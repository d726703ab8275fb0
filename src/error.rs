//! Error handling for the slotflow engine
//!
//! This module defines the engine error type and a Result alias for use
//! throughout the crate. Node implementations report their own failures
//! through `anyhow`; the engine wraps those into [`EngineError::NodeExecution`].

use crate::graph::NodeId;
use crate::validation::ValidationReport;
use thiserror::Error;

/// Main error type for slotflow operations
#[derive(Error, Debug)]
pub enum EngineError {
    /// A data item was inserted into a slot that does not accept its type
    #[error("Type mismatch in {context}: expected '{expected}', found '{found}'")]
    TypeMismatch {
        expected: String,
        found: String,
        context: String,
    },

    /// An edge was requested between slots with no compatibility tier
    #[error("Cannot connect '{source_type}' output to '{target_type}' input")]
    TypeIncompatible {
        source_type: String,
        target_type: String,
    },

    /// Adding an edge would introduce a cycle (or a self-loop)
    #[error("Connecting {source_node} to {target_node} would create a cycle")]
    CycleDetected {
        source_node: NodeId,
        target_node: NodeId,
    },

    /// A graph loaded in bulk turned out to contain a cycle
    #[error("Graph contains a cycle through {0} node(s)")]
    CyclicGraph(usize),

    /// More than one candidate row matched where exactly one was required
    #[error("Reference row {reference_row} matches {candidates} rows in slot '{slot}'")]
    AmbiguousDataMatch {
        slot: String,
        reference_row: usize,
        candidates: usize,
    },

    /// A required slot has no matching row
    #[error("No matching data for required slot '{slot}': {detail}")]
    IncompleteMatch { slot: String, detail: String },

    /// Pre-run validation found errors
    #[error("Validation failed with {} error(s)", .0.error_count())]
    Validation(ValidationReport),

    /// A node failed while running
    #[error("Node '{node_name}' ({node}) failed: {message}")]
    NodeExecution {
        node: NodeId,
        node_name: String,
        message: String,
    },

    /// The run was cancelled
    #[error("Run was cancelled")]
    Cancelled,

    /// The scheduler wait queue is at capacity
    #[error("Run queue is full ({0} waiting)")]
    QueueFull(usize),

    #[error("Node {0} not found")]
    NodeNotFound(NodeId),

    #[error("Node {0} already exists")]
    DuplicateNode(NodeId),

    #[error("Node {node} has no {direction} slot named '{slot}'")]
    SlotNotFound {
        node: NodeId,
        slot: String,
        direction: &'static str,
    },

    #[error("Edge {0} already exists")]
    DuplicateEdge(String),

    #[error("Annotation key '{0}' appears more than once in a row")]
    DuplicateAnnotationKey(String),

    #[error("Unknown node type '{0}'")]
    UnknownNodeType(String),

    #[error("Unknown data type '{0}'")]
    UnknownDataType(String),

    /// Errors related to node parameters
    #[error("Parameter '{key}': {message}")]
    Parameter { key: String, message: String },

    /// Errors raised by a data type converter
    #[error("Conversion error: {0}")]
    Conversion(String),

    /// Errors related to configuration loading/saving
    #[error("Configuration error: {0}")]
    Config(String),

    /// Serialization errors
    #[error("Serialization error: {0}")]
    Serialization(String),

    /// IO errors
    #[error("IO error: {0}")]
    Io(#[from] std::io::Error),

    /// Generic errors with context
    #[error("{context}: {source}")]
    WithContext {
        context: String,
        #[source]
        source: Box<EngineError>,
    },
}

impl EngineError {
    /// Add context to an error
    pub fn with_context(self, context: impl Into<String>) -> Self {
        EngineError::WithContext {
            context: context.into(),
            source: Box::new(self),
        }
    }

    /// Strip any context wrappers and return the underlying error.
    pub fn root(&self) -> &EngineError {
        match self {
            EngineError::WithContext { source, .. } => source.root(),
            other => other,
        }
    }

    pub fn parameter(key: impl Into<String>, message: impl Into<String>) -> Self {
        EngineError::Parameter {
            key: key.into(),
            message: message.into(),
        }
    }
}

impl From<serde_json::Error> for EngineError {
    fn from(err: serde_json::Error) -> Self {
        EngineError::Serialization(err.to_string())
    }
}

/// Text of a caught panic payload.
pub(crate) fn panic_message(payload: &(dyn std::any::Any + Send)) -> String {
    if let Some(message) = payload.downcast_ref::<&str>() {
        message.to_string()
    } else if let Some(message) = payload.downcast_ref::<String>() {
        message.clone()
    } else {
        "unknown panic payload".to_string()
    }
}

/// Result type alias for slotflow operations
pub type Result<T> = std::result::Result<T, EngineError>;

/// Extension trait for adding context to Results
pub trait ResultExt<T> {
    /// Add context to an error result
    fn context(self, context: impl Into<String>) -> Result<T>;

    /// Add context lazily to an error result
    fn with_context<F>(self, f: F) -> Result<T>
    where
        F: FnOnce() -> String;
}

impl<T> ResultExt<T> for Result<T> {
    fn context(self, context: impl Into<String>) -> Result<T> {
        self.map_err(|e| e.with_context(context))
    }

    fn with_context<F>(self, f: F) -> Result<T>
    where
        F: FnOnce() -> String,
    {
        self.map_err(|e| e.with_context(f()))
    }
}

• • • • •

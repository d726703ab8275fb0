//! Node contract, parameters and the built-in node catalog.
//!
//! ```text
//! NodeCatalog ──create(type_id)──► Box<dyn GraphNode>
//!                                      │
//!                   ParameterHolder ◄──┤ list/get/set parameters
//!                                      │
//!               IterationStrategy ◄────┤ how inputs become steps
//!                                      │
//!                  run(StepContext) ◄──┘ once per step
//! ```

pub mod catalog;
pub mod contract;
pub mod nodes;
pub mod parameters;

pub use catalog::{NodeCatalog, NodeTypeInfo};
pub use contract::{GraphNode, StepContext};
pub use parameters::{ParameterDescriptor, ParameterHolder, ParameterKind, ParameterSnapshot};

• • • • •

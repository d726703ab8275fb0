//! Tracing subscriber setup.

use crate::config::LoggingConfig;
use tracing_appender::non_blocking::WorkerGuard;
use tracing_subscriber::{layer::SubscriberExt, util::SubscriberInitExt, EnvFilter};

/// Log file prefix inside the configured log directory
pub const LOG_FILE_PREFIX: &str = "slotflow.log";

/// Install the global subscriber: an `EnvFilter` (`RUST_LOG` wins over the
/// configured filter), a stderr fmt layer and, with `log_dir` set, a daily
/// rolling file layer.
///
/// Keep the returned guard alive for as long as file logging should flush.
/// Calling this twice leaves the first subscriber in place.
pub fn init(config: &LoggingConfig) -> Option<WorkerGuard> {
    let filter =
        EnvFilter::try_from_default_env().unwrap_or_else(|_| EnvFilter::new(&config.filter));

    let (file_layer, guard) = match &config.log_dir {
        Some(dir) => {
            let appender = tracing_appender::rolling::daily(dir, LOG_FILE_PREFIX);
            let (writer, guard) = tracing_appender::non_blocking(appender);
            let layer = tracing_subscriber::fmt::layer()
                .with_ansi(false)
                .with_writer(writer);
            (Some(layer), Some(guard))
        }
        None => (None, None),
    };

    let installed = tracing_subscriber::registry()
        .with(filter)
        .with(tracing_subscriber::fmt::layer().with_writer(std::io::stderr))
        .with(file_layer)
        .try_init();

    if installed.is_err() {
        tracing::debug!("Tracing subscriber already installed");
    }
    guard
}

• • • • •

Look through the entries above and quote exactly the lines from the line with "matching data for" to the line with "the underlying error.", counting both of those lines.

COMPLETED EXERCISE:
    #[error("No matching data for required slot '{slot}': {detail}")]
    IncompleteMatch { slot: String, detail: String },

    /// Pre-run validation found errors
    #[error("Validation failed with {} error(s)", .0.error_count())]
    Validation(ValidationReport),

    /// A node failed while running
    #[error("Node '{node_name}' ({node}) failed: {message}")]
    NodeExecution {
        node: NodeId,
        node_name: String,
        message: String,
    },

    /// The run was cancelled
    #[error("Run was cancelled")]
    Cancelled,

    /// The scheduler wait queue is at capacity
    #[error("Run queue is full ({0} waiting)")]
    QueueFull(usize),

    #[error("Node {0} not found")]
    NodeNotFound(NodeId),

    #[error("Node {0} already exists")]
    DuplicateNode(NodeId),

    #[error("Node {node} has no {direction} slot named '{slot}'")]
    SlotNotFound {
        node: NodeId,
        slot: String,
        direction: &'static str,
    },

    #[error("Edge {0} already exists")]
    DuplicateEdge(String),

    #[error("Annotation key '{0}' appears more than once in a row")]
    DuplicateAnnotationKey(String),

    #[error("Unknown node type '{0}'")]
    UnknownNodeType(String),

    #[error("Unknown data type '{0}'")]
    UnknownDataType(String),

    /// Errors related to node parameters
    #[error("Parameter '{key}': {message}")]
    Parameter { key: String, message: String },

    /// Errors raised by a data type converter
    #[error("Conversion error: {0}")]
    Conversion(String),

    /// Errors related to configuration loading/saving
    #[error("Configuration error: {0}")]
    Config(String),

    /// Serialization errors
    #[error("Serialization error: {0}")]
    Serialization(String),

    /// IO errors
    #[error("IO error: {0}")]
    Io(#[from] std::io::Error),

    /// Generic errors with context
    #[error("{context}: {source}")]
    WithContext {
        context: String,
        #[source]
        source: Box<EngineError>,
    },
}

impl EngineError {
    /// Add context to an error
    pub fn with_context(self, context: impl Into<String>) -> Self {
        EngineError::WithContext {
            context: context.into(),
            source: Box::new(self),
        }
    }

    /// Strip any context wrappers and return the underlying error.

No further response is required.